At just 26 years old, Irish writer Sally Rooney published her debut novel, Conversations With Friends, to great success. The story centers on Bobbi and Frances, former friends turned best friends who begin a long flirtation with a married couple they met while performing spoken word poetry. As the friends spend more time with the couple – chic photographer and writer Melissa and handsome actor Nick – Rooney examines how gender and sexuality determine power in relationships among seemingly equals. While the plot draws on a rich tradition of books about complicated dating, Rooney’s novel brings a modern twist to the subject with its sexually fluid perspective.

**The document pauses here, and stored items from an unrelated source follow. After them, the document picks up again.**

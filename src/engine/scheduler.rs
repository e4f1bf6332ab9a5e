//! The monitoring tick.
//!
//! One tick: pause and throttle checks, frame skipping, eco mode, capture,
//! downscale, stability sampling, quick timers, state dispatch, bookkeeping.
//! `tick` takes the clock as arguments so the whole pipeline can be driven
//! deterministically.

use crate::action::{ActionExecutor, Geometry};
use crate::bank::{CacheHandle, TemplateCache};
use crate::capture::CaptureManager;
use crate::config::{EngineSettings, ItemPath};
use crate::engine::arbiter::{Arbiter, OcrDispatch};
use crate::engine::context::{lock, Shared};
use crate::engine::ocr::{OcrEvaluator, OcrRequest};
use crate::engine::stability::StabilityGate;
use crate::engine::state::{StateKind, TickContext};
use crate::image::FrameSet;
use crate::lifecycle::LifecycleManager;
use crate::search::{MatchConfig, MatchEngine, MatchResult};
use crate::trace::{trace_debug, trace_event, trace_span, trace_warn};
use crate::util::math::secs;
use crate::worker::WorkerPool;
use chrono::NaiveTime;
use std::collections::BTreeMap;
use std::sync::atomic::{AtomicBool, Ordering};
use std::sync::Arc;
use std::time::Instant;

/// Everything the scheduler owns while monitoring runs.
pub struct SchedulerParts {
    pub settings: EngineSettings,
    pub shared: Arc<Shared>,
    pub cache: Arc<CacheHandle>,
    pub capture: Arc<CaptureManager>,
    pub pool: Arc<WorkerPool>,
    pub executor: ActionExecutor,
    pub ocr: Option<Arc<dyn OcrEvaluator>>,
    pub lifecycle: Option<LifecycleManager>,
}

/// What one tick did.
#[derive(Clone, Debug, PartialEq)]
pub enum TickOutcome {
    /// Lifecycle recovery in progress.
    Paused,
    /// Inside a post-click cooldown.
    Throttled,
    /// Frame skipping or eco mode.
    Skipped,
    CaptureFailed,
    /// Too many capture failures; monitoring must stop.
    Halted(String),
    Ran {
        state: StateKind,
        clicked: Option<ItemPath>,
        /// Quick-timer clicks delivered this tick.
        quick_hits: usize,
    },
}

/// Tick driver; built on start and dropped on stop.
pub struct Scheduler {
    parts: SchedulerParts,
    matcher: MatchEngine,
    arbiter: Arbiter,
    stability: StabilityGate,
    timers: BTreeMap<String, Instant>,
    generation: Option<u64>,
    cooldown_until: Option<Instant>,
    frame_counter: u64,
    last_click_at: Instant,
    last_eco_check: Option<Instant>,
    capture_failures: u32,
}

impl Scheduler {
    pub fn new(parts: SchedulerParts, now: Instant) -> Self {
        let matcher = MatchEngine::new(MatchConfig {
            mode: parts.settings.match_mode,
            parallel: parts.settings.parallel,
            min_var_i: parts.settings.min_var_i,
        });
        let arbiter = Arbiter::new(parts.settings.ocr_rearm());
        let stability = StabilityGate::new(&parts.settings.stability);
        Self {
            parts,
            matcher,
            arbiter,
            stability,
            timers: BTreeMap::new(),
            generation: None,
            cooldown_until: None,
            frame_counter: 0,
            last_click_at: now,
            last_eco_check: None,
            capture_failures: 0,
        }
    }

    /// Hands the owned parts back.
    pub fn into_parts(self) -> SchedulerParts {
        self.parts
    }

    pub fn lifecycle(&self) -> Option<&LifecycleManager> {
        self.parts.lifecycle.as_ref()
    }

    pub fn lifecycle_mut(&mut self) -> Option<&mut LifecycleManager> {
        self.parts.lifecycle.as_mut()
    }

    /// Runtime wake times of timer-priority scopes.
    pub fn priority_timers(&self) -> &BTreeMap<String, Instant> {
        &self.timers
    }

    /// Ticks until `stop` is set or capture halts.
    pub fn run(&mut self, stop: &AtomicBool) {
        let _span = trace_span!("monitoring").entered();
        let interval = self.parts.settings.tick_interval();
        while !stop.load(Ordering::Acquire) {
            let started = Instant::now();
            let outcome = self.tick(started, chrono::Local::now().time());
            if let TickOutcome::Halted(_) = outcome {
                break;
            }
            let elapsed = started.elapsed();
            if elapsed < interval {
                std::thread::sleep(interval - elapsed);
            }
        }
        trace_event!("monitoring_stopped", clicks = lock(&self.parts.shared.stats).clicks);
    }

    fn sync_timers(&mut self, cache: &TemplateCache) {
        let generation = self.parts.cache.generation();
        if self.generation == Some(generation) {
            return;
        }
        self.generation = Some(generation);
        self.timers
            .retain(|scope, _| cache.priority_timers().contains_key(scope));
        for (scope, wake) in cache.priority_timers() {
            self.timers.entry(scope.clone()).or_insert(*wake);
        }
    }

    fn throttled(&mut self, now: Instant) -> Option<TickOutcome> {
        let shared = &self.parts.shared;
        let recovering = self
            .parts
            .lifecycle
            .as_ref()
            .is_some_and(|l| l.is_recovering());
        if shared.is_paused() || recovering {
            return Some(TickOutcome::Paused);
        }
        if self.cooldown_until.is_some_and(|until| now < until) {
            return Some(TickOutcome::Throttled);
        }
        self.frame_counter += 1;
        let skip = u64::from(self.parts.settings.skip_frames);
        if skip > 0 && (self.frame_counter - 1) % (skip + 1) != 0 {
            return Some(TickOutcome::Skipped);
        }
        let eco = &self.parts.settings.eco;
        if eco.enabled && now.saturating_duration_since(self.last_click_at) >= secs(eco.idle_after_secs) {
            let interval = secs(eco.interval_secs);
            if self
                .last_eco_check
                .is_some_and(|last| now.saturating_duration_since(last) < interval)
            {
                return Some(TickOutcome::Skipped);
            }
            self.last_eco_check = Some(now);
        }
        None
    }

    /// Runs one tick at `now` with wall-clock time `wall`.
    pub fn tick(&mut self, now: Instant, wall: NaiveTime) -> TickOutcome {
        if let Some(outcome) = self.throttled(now) {
            return outcome;
        }
        let shared = Arc::clone(&self.parts.shared);
        let area = shared.area();
        let window = area.and_then(|a| a.window);
        if let Some(lifecycle) = self.parts.lifecycle.as_mut() {
            lifecycle.bind(window);
        }

        let Some(frame) = self.parts.capture.capture_frame(area.map(|a| a.rect)) else {
            self.capture_failures += 1;
            let limit = self.parts.settings.capture.max_failures;
            if limit > 0 && self.capture_failures >= limit {
                let reason = format!("capture failed {} times in a row", self.capture_failures);
                trace_warn!("monitoring_halted", reason = reason.as_str());
                lock(&shared.stats).error = Some(reason.clone());
                return TickOutcome::Halted(reason);
            }
            return TickOutcome::CaptureFailed;
        };
        self.capture_failures = 0;

        let capture_scale = self.parts.settings.capture.scale;
        let frame = if (capture_scale - 1.0).abs() > f32::EPSILON {
            frame.resized(capture_scale)
        } else {
            frame
        };
        let frames = FrameSet::new(frame);
        let gating = self.parts.settings.stability.enabled;
        if gating {
            self.stability.sample(frames.frame());
        }
        let stable = !gating || self.stability.is_stable();

        let cache = self.parts.cache.snapshot();
        self.sync_timers(&cache);
        let geometry = Geometry {
            origin: area.map_or((0, 0), |a| (a.rect.x, a.rect.y)),
            capture_scale,
            window_scale: shared.window_scale(),
        };

        let hits = lock(&shared.quick_timers).poll(&frames, now);
        let mut quick_hits = 0;
        for hit in &hits {
            let point = geometry.to_screen(hit.point.0, hit.point.1);
            match self.parts.executor.click(point, hit.button, window) {
                Ok(()) => {
                    lock(&shared.quick_timers).remove(hit.slot);
                    quick_hits += 1;
                }
                Err(err) => {
                    trace_warn!(
                        "quick_timer_click_failed",
                        slot = hit.slot,
                        error = err.to_string().as_str()
                    );
                }
            }
        }
        if quick_hits > 0 {
            self.last_click_at = now;
        }

        let frame_arc = frames.shared();
        let capture_method = self.parts.capture.method();
        let build_request = |m: &MatchResult| OcrRequest {
            path: m.path.clone(),
            frame: Arc::clone(&frame_arc),
            origin: (m.rect.x, m.rect.y),
            condition: m.entry.settings().ocr.clone().unwrap_or_default(),
            item: m.entry.settings().clone(),
            scale: m.scale,
            capture_scale,
            window,
            capture_method: capture_method.clone(),
        };

        let mut state = lock(&shared.state);
        let before = state.kind();
        let step = {
            let mut ctx = TickContext {
                now,
                wall,
                frames: &frames,
                cache: &cache,
                matcher: &self.matcher,
                pool: &self.parts.pool,
                settings: &self.parts.settings,
                geometry,
                window,
                stable,
                arbiter: &mut self.arbiter,
                executor: &mut self.parts.executor,
                timers: &mut self.timers,
                ocr: Some(OcrDispatch {
                    pool: &self.parts.pool,
                    evaluator: self.parts.ocr.clone(),
                    request: &build_request,
                }),
            };
            state.handle(&mut ctx)
        };
        let transitioned = step.next.is_some();
        if let Some(next) = step.next {
            *state = next;
            self.arbiter.reset_detections();
            trace_debug!(
                "state_transition",
                from = format!("{before:?}").as_str(),
                to = format!("{:?}", state.kind()).as_str()
            );
        }
        let kind = state.kind();
        drop(state);

        if let Some(cooldown) = step.cooldown {
            self.cooldown_until = Some(now + cooldown);
        }
        if let Some(path) = &step.clicked {
            self.last_click_at = now;
            self.last_eco_check = None;
            let mut stats = lock(&shared.stats);
            stats.clicks += 1;
            stats.last_click = Some(path.clone());
        }
        if let Some(lifecycle) = self.parts.lifecycle.as_mut() {
            match &step.clicked {
                Some(path) => lifecycle.record_click(path, transitioned),
                None if transitioned => lifecycle.record_transition(),
                None => {}
            }
            lifecycle.poll(now);
        }

        TickOutcome::Ran {
            state: kind,
            clicked: step.clicked,
            quick_hits,
        }
    }
}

“Hunger: A Memoir of (My) Body” (2017)

By Roxane Gay

The same year that author Roxane Gay published Hunger: A Memoir of (My) Body, she also published the short story collection Difficult Women. In some ways the books are similar, as both deal with sexual violence and the scars it leaves behind. But “Hunger,” which Gay calls “by far the hardest” book she’s ever written, goes one step further, offering a raw, personal account of rape, overeating and life as a queer black woman. While hardly an understated story, Gay’s memoir speaks to the statistical reality about the victimization of bisexual women and the ways in which they are ignored and even censored.

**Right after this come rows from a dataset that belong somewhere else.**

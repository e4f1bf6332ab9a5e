//! Rayon-parallel kernel: rows of the score map evaluated concurrently.
//!
//! Scores are identical to the scalar kernel; only the row schedule differs.

use crate::kernel::{check_inputs, flat_row, zncc_row, Kernel, PlaneInput, ScanWindow, ScoreMap};
use crate::template::TemplatePlan;
use crate::util::EngineResult;
use rayon::prelude::*;

/// Row-parallel ZNCC kernel.
pub struct ZnccRayon;

impl Kernel for ZnccRayon {
    fn zncc_map(
        inputs: &[PlaneInput<'_>],
        plan: &TemplatePlan,
        window: ScanWindow,
        min_var_i: f32,
    ) -> EngineResult<ScoreMap> {
        check_inputs(inputs, plan.planes(), plan.width(), plan.height(), window)?;
        let width = window.width();
        let mut scores = vec![0.0f32; width * window.height()];
        scores
            .par_chunks_mut(width)
            .enumerate()
            .for_each(|(row, out)| zncc_row(inputs, plan, window, window.y0 + row, min_var_i, out));
        Ok(ScoreMap::new(window, scores))
    }

    fn flat_map(
        input: &PlaneInput<'_>,
        mean: f32,
        tpl_w: usize,
        tpl_h: usize,
        window: ScanWindow,
    ) -> EngineResult<ScoreMap> {
        check_inputs(std::slice::from_ref(input), 1, tpl_w, tpl_h, window)?;
        let width = window.width();
        let mut scores = vec![0.0f32; width * window.height()];
        scores
            .par_chunks_mut(width)
            .enumerate()
            .for_each(|(row, out)| flat_row(input, mean, tpl_w, tpl_h, window, window.y0 + row, out));
        Ok(ScoreMap::new(window, scores))
    }
}
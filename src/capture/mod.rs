//! Screen capture backends and failover.
//!
//! A `ScreenGrabber` turns a screen region into an RGB `Frame`. The
//! `CaptureManager` owns the active grabber behind one mutex, creates
//! grabbers lazily through a factory, and fails over to the universal
//! backend after repeated failures.

use crate::image::{Frame, Rect};
use crate::trace::{trace_event, trace_warn};
use std::sync::{Mutex, MutexGuard, PoisonError};
use thiserror::Error;

#[cfg(feature = "screen-capture")]
mod desktop;

#[cfg(feature = "screen-capture")]
pub use desktop::{MonitorGrabber, UniversalGrabber};

/// Backend used when the preferred one keeps failing.
pub const FALLBACK_BACKEND: &str = "universal";
/// Consecutive failures that trigger failover.
pub const FAILOVER_THRESHOLD: u32 = 5;

/// Capture failures.
#[derive(Clone, Debug, Error, PartialEq, Eq)]
pub enum CaptureError {
    #[error("unknown capture backend `{0}`")]
    UnknownBackend(String),
    #[error("capture backend `{backend}` unavailable: {reason}")]
    Unavailable { backend: String, reason: String },
    #[error("no display contains region {0:?}")]
    NoDisplay(Rect),
    #[error("capture failed: {0}")]
    Grab(String),
}

/// Result alias for capture operations.
pub type CaptureResult<T> = Result<T, CaptureError>;

/// A source of screen frames.
pub trait ScreenGrabber: Send {
    /// Backend name used for selection.
    fn name(&self) -> &str;

    /// Captures `region` in screen coordinates, or the primary display for `None`.
    fn grab(&mut self, region: Option<Rect>) -> CaptureResult<Frame>;

    /// Frees platform resources; the grabber is dropped afterwards.
    fn release(&mut self) {}
}

/// Creates grabbers by backend name.
pub type GrabberFactory =
    Box<dyn Fn(&str) -> CaptureResult<Box<dyn ScreenGrabber>> + Send + Sync>;

struct Slot {
    method: String,
    active: Option<Box<dyn ScreenGrabber>>,
    failures: u32,
}

impl Slot {
    fn release(&mut self) {
        if let Some(mut grabber) = self.active.take() {
            grabber.release();
        }
    }
}

/// Owns the active capture backend.
pub struct CaptureManager {
    factory: GrabberFactory,
    slot: Mutex<Slot>,
}

impl CaptureManager {
    /// Creates a manager that lazily instantiates `method`.
    pub fn new(method: &str, factory: GrabberFactory) -> Self {
        Self {
            factory,
            slot: Mutex::new(Slot {
                method: method.to_string(),
                active: None,
                failures: 0,
            }),
        }
    }

    /// Manager over the built-in desktop grabbers.
    #[cfg(feature = "screen-capture")]
    pub fn desktop(method: &str) -> Self {
        Self::new(method, Box::new(desktop::create))
    }

    fn lock(&self) -> MutexGuard<'_, Slot> {
        self.slot.lock().unwrap_or_else(PoisonError::into_inner)
    }

    /// Name of the current backend.
    pub fn method(&self) -> String {
        self.lock().method.clone()
    }

    /// Consecutive failed captures since the last success or failover.
    pub fn consecutive_failures(&self) -> u32 {
        self.lock().failures
    }

    /// Switches backend. The old grabber is released first; on failure the
    /// manager falls back to the universal backend and returns the error.
    pub fn select(&self, name: &str) -> CaptureResult<()> {
        let mut slot = self.lock();
        slot.release();
        slot.failures = 0;
        match (self.factory)(name) {
            Ok(grabber) => {
                slot.method = name.to_string();
                slot.active = Some(grabber);
                trace_event!("capture_selected", backend = name);
                Ok(())
            }
            Err(err) => {
                trace_warn!(
                    "capture_select_failed",
                    backend = name,
                    error = err.to_string().as_str()
                );
                slot.method = FALLBACK_BACKEND.to_string();
                if name != FALLBACK_BACKEND {
                    slot.active = (self.factory)(FALLBACK_BACKEND).ok();
                }
                Err(err)
            }
        }
    }

    /// Captures one frame. Failures are counted and logged, never returned.
    pub fn capture_frame(&self, region: Option<Rect>) -> Option<Frame> {
        let mut slot = self.lock();
        if slot.active.is_none() {
            match (self.factory)(&slot.method) {
                Ok(grabber) => slot.active = Some(grabber),
                Err(err) => {
                    trace_warn!("capture_unavailable", error = err.to_string().as_str());
                    self.record_failure(&mut slot);
                    return None;
                }
            }
        }
        let result = match slot.active.as_mut() {
            Some(grabber) => grabber.grab(region),
            None => return None,
        };
        match result {
            Ok(frame) => {
                slot.failures = 0;
                Some(frame)
            }
            Err(err) => {
                trace_warn!(
                    "capture_failed",
                    backend = slot.method.as_str(),
                    error = err.to_string().as_str()
                );
                self.record_failure(&mut slot);
                None
            }
        }
    }

    fn record_failure(&self, slot: &mut Slot) {
        slot.failures += 1;
        if slot.failures < FAILOVER_THRESHOLD {
            return;
        }
        slot.failures = 0;
        if slot.method != FALLBACK_BACKEND {
            trace_warn!(
                "capture_failover",
                from = slot.method.as_str(),
                to = FALLBACK_BACKEND
            );
            slot.release();
            slot.method = FALLBACK_BACKEND.to_string();
            slot.active = (self.factory)(FALLBACK_BACKEND).ok();
        }
    }

    /// Releases and recreates the current backend.
    pub fn reinitialize(&self) -> CaptureResult<()> {
        let mut slot = self.lock();
        slot.release();
        slot.failures = 0;
        let grabber = (self.factory)(&slot.method)?;
        slot.active = Some(grabber);
        Ok(())
    }

    /// Drops the backend until the next capture.
    pub fn release(&self) {
        self.lock().release();
    }
}

impl std::fmt::Debug for CaptureManager {
    fn fmt(&self, f: &mut std::fmt::Formatter<'_>) -> std::fmt::Result {
        let slot = self.lock();
        f.debug_struct("CaptureManager")
            .field("method", &slot.method)
            .field("active", &slot.active.is_some())
            .field("failures", &slot.failures)
            .finish()
    }
}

“Heartstopper” volumes 1-4 (2019-2021)

By Alice Oseman

Even before Alice Oseman’s YA graphic novel series Heartstopper, which first appeared as a webcomic, was adapted into a popular Netflix show, it had a large cult following. The four-volume series, which gets a fifth installment later this year, follows the romance between two classmates at a British boys’ school, which begins in proper rom-com style. As the series begins, Charlie, an introvert bullied for being gay, and Nick, the charming star of the school’s rugby team, meet in the classroom and the two develop a warm friendship that eventually develops into a healthy friendship Romance.

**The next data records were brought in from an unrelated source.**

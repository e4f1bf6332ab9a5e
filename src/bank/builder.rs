//! Depth-first compilation of the configuration tree into a `TemplateCache`.

use crate::bank::{CacheEntry, FolderContext, FolderSchedule, ScaleSet, TemplateCache};
use crate::config::{ConfigNode, ConfigTree, FolderMode, FolderSettings, ItemPath, ItemSettings, RoiMode};
use crate::image::io::load_rgb_image;
use crate::template::ScaledTemplate;
use crate::trace::{trace_debug, trace_event, trace_span, trace_warn};
use crate::util::math::secs;
use rayon::prelude::*;
use std::path::{Path, PathBuf};
use std::sync::Arc;
use std::time::Instant;

/// Items left out of a build and why.
#[derive(Clone, Debug, Default, PartialEq)]
pub struct BuildReport {
    /// Entries that made it into the cache.
    pub loaded: usize,
    /// Skipped items with a short reason.
    pub skipped: Vec<(ItemPath, String)>,
}

/// Compiles configuration trees against one scale set.
#[derive(Clone, Debug)]
pub struct CacheBuilder {
    root_dir: PathBuf,
    scales: ScaleSet,
}

#[derive(Clone)]
struct ScopeRef {
    path: String,
    mode: FolderMode,
}

struct PendingItem {
    path: ItemPath,
    file: PathBuf,
    settings: ItemSettings,
    folder: FolderContext,
}

#[derive(Default)]
struct Walk {
    items: Vec<PendingItem>,
    scopes: Vec<(String, FolderSettings)>,
}

impl CacheBuilder {
    /// Files are resolved against `root_dir` unless the tree sets its own.
    pub fn new(root_dir: impl Into<PathBuf>, scales: ScaleSet) -> Self {
        Self {
            root_dir: root_dir.into(),
            scales,
        }
    }

    pub fn scales(&self) -> &ScaleSet {
        &self.scales
    }

    /// Builds a cache. Wake times of timer-priority scopes present in
    /// `previous` are kept; new scopes wake one interval after `now`.
    pub fn build(
        &self,
        tree: &ConfigTree,
        previous: Option<&TemplateCache>,
        now: Instant,
    ) -> (TemplateCache, BuildReport) {
        let _span = trace_span!("cache_build", scales = self.scales.len()).entered();
        let root = if tree.root_dir.as_os_str().is_empty() {
            self.root_dir.clone()
        } else if tree.root_dir.is_absolute() {
            tree.root_dir.clone()
        } else {
            self.root_dir.join(&tree.root_dir)
        };

        let walk = walk(&tree.nodes, "", None, &root);
        let start_index = self.scales.base_index();
        let loaded: Vec<Result<Vec<ScaledTemplate>, String>> = walk
            .items
            .par_iter()
            .map(|item| self.load_item(item))
            .collect();

        let mut cache = TemplateCache::empty(self.scales.clone());
        let mut report = BuildReport::default();
        for (order, (item, result)) in walk.items.into_iter().zip(loaded).enumerate() {
            match result {
                Ok(templates) => {
                    let backup = item.settings.backup;
                    let entry = Arc::new(CacheEntry::new(
                        item.path,
                        item.settings,
                        templates,
                        item.folder,
                        order,
                        start_index,
                    ));
                    if backup {
                        cache.backup.push(entry);
                    } else {
                        cache.primary.push(entry);
                    }
                    report.loaded += 1;
                }
                Err(reason) => report.skipped.push((item.path, reason)),
            }
        }

        for (scope, settings) in walk.scopes {
            let items: Vec<ItemPath> = cache
                .primary
                .iter()
                .filter(|entry| entry.folder.scope == scope)
                .map(|entry| entry.path.clone())
                .collect();
            let trigger = settings.trigger.as_deref().and_then(|name| {
                items
                    .iter()
                    .find(|path| path.name() == name || path.as_str() == name)
                    .cloned()
            });
            if settings.trigger.is_some() && trigger.is_none() {
                trace_warn!(
                    "priority_trigger_missing",
                    scope = scope.as_str(),
                    trigger = settings.trigger.as_deref().unwrap_or_default()
                );
            }
            let schedule = FolderSchedule {
                mode: settings.mode,
                cooldown: secs(settings.cooldown_secs),
                trigger,
                items,
                step_interval: secs(settings.sequence_interval_secs),
                timer_interval: secs(settings.timer_interval_secs),
                timer_duration: secs(settings.timer_duration_secs),
                activity_timeout: settings.activity_timeout_secs.map(secs),
            };
            if schedule.mode == FolderMode::PriorityTimer {
                let wake = previous
                    .and_then(|prev| prev.priority_timers.get(&scope).copied())
                    .unwrap_or(now + schedule.timer_interval);
                cache.priority_timers.insert(scope.clone(), wake);
            }
            cache.folders.insert(scope, schedule);
        }

        trace_event!(
            "cache_built",
            primary = cache.primary.len(),
            backup = cache.backup.len(),
            skipped = report.skipped.len()
        );
        (cache, report)
    }

    fn load_item(&self, item: &PendingItem) -> Result<Vec<ScaledTemplate>, String> {
        let path = item.path.as_str();
        if !item.settings.enabled {
            trace_debug!("item_skipped", path = path, reason = "disabled");
            return Err("disabled".to_string());
        }
        if !item.settings.has_click_target() {
            trace_debug!("item_skipped", path = path, reason = "no click target");
            return Err("no click target".to_string());
        }
        let source = load_rgb_image(&item.file).map_err(|err| {
            trace_warn!("item_load_failed", path = path, error = err.to_string().as_str());
            err.to_string()
        })?;
        let source = match &item.settings.roi {
            Some(roi) if roi.mode == RoiMode::Fixed => {
                let inside = source.bounds().intersect(&roi.rect) == Some(roi.rect);
                match source.crop(roi.rect) {
                    Some(cropped) if inside => cropped,
                    _ => {
                        trace_warn!("item_skipped", path = path, reason = "roi outside image");
                        return Err("roi outside image".to_string());
                    }
                }
            }
            _ => source,
        };

        let templates: Vec<ScaledTemplate> = self
            .scales
            .scales()
            .iter()
            .filter_map(|&scale| match ScaledTemplate::from_source(&source, scale) {
                Ok(tpl) => Some(tpl),
                Err(err) => {
                    trace_debug!(
                        "scale_variant_skipped",
                        path = path,
                        scale = scale,
                        error = err.to_string().as_str()
                    );
                    None
                }
            })
            .collect();
        if templates.is_empty() {
            trace_warn!("item_skipped", path = path, reason = "no usable scale variant");
            return Err("no usable scale variant".to_string());
        }
        Ok(templates)
    }
}

/// Walks `nodes` depth-first in declared order.
///
/// Top-level folders establish scopes with their own mode; nested folders
/// inherit the enclosing scope. Excluded folders prune at any depth.
fn walk(nodes: &[ConfigNode], parent: &str, scope: Option<&ScopeRef>, root: &Path) -> Walk {
    let mut out = Walk::default();
    for node in nodes {
        match node {
            ConfigNode::Image(image) => {
                let folder = scope.map_or_else(FolderContext::default, |s| FolderContext {
                    scope: s.path.clone(),
                    mode: s.mode,
                });
                let file = if image.file.is_absolute() {
                    image.file.clone()
                } else {
                    root.join(&image.file)
                };
                out.items.push(PendingItem {
                    path: ItemPath::join(parent, &image.name),
                    file,
                    settings: image.settings.clone(),
                    folder,
                });
            }
            ConfigNode::Folder(folder) => {
                let path = ItemPath::join(parent, &folder.name).as_str().to_string();
                let mode = folder.settings.mode;
                if mode == FolderMode::Excluded {
                    trace_debug!("folder_excluded", path = path.as_str());
                    continue;
                }
                // Only top-level folders open a scope; deeper folders inherit it
                // whatever their own mode.
                let child_scope = match scope {
                    Some(s) => s.clone(),
                    None => {
                        out.scopes.push((path.clone(), folder.settings.clone()));
                        ScopeRef {
                            path: path.clone(),
                            mode,
                        }
                    }
                };
                let sub = walk(&folder.children, &path, Some(&child_scope), root);
                out.items.extend(sub.items);
                out.scopes.extend(sub.scopes);
            }
        }
    }
    out
}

“Red, White and Royal Blue” (2019)

By Casey McQuiston

Casey McQuiston’s debut novel “Red, White & Royal Blue” is a case study in the power of BookTok: thanks to its viral spread in the literary-minded TikTok sub-community, McQuiston’s young adult romance has held must-read status since its publication. The novel is about a heated relationship sparked (by a rivalry) between the fictional son of the US president, Alex, and second in line to the British throne, Prince Henry. The junior world leaders’ torrid romance, complicated by the fact that none of them are outside, is also the subject of a 2023 film adaptation by Tony Award-winning playwright Matthew López.

“Old Enough” (2023)

By Haley Jakobson

Haley Jakobson’s debut novel, Old Enough, reckons with a kind of assault that doesn’t often appear in works of art but is a common coming-of-age trauma. As the book begins, Savannah, a 19-year-old bisexual college student, is experiencing the usual ups and downs of life as a queer sophomore, including finding her community and dealing with a current “situation.” But the normality of Savannah’s college life is interrupted when her childhood best friend, Izzie, reaches out after her engagement. With that, the memories of a non-consensual sexual encounter with Izzie’s brother come flooding back, along with the way she was abandoned and shamed by her friend – and everyone else who couldn’t bear that particular, shared trauma.